Whitehead: A good example, in this case from a Cloud Service Provider, is the ability to automate the creation and documentation of an incident by a ticketing system of record, even if the incident resolves itself. We’ve seen environments where problems are essentially auto-healing and built into the infrastructure. However, because a problem can impact a customer, it still needs to be recorded, but it might not necessarily require an operator to take some form of action.
You want to have a system capable of identifying and recording an issue impacting a user or customer or violating a service level objective. It becomes a matter of record that the incident happened, but it is done so without any human intervention. That’s incredibly powerful.
A more significant issue to deal with beyond incident management is problem management. You want to look into why problems occur after the fact and try to eliminate them. The task of responding to an ongoing incident becomes a lot less demanding because the system is doing the heavy lifting of the identification of the issue and documentation of it in the form of a ticket.
We’re also seeing examples where automation can be used to streamline the process. Think of tasks that somebody would do when an incident occurs. In general terms, this could be where you would maybe triage the issue to try and determine the level of severity or impact of a problem. Then you would start gathering information to determine how to proceed and resolve the issue. These are steps that can actually be automated. By the time the operator has been notified and starts to look at the problem, many of the mundane steps that you would do manually have been completed.
This significantly reduces the mean time to recover a problem by eliminating some triage steps and the diagnostics. Depending on the environment, that can be as simple as just providing information about the asset, service, or process that’s causing the incident. You can also automate the presentation of detailed diagnostic information to the operator if you have the right automation tools.
RTInsights: What about auto-remediation?
Whitehead: We get asked a lot about auto-remediation because it seems to be very topical. I wouldn’t say I’m skeptical. I would say I’m realistic about auto-remediation because it’s something we’ve been looking at, or we’ve been asked for, for three decades. It’s been “just around the corner” for a long time.
The challenge, I think it’s called the paradox of automation, is that the more you automate something, the more crucial a human being becomes in trying to decide whether or not that should be automated. I feel like the state of the art when it comes to auto-remediation is the system recommends what needs to be done to resolve an issue, but it’s a human that decides to do it.
That’s where we are today.

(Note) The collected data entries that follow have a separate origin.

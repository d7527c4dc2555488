//! Concurrency bridge between request handlers and the controller thread.
//!
//! - [`ControllerDispatch`] marshals closures onto the controller thread.
//! - [`ExecutionGate`] admits one tool invocation at a time.
//! - [`ToolInvoker`] combines both to run catalog tools.

pub mod dispatch;
pub mod gate;
pub mod invoker;

pub use dispatch::{ControllerDispatch, ControllerThread, ControllerWaker, ThreadIdentity};
pub use gate::{ExecutionGate, GatePermit};
pub use invoker::{InvokerSettings, ToolInvocation, ToolInvoker, ToolResult, ToolStatus};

AI and machine learning are helping by operating in the background, looking at the operator’s actions, and saying the last ten times this problem occurred, you took the following action nine out of ten times. Would you like to do that again? The theory is if you answer yes often enough, the system will learn, and you could, hypothetically, let the system take over. But at times, there’s that one occasion where you do something different. The human becomes more crucial in this process to make that one decision. This is a matter of opinion, but I feel that if you can be 100% confident in an auto remediate action, you’re probably dealing with something that needs to be fixed at the root. If you’re that confident, the effort should be put into making sure it never happens in the first place.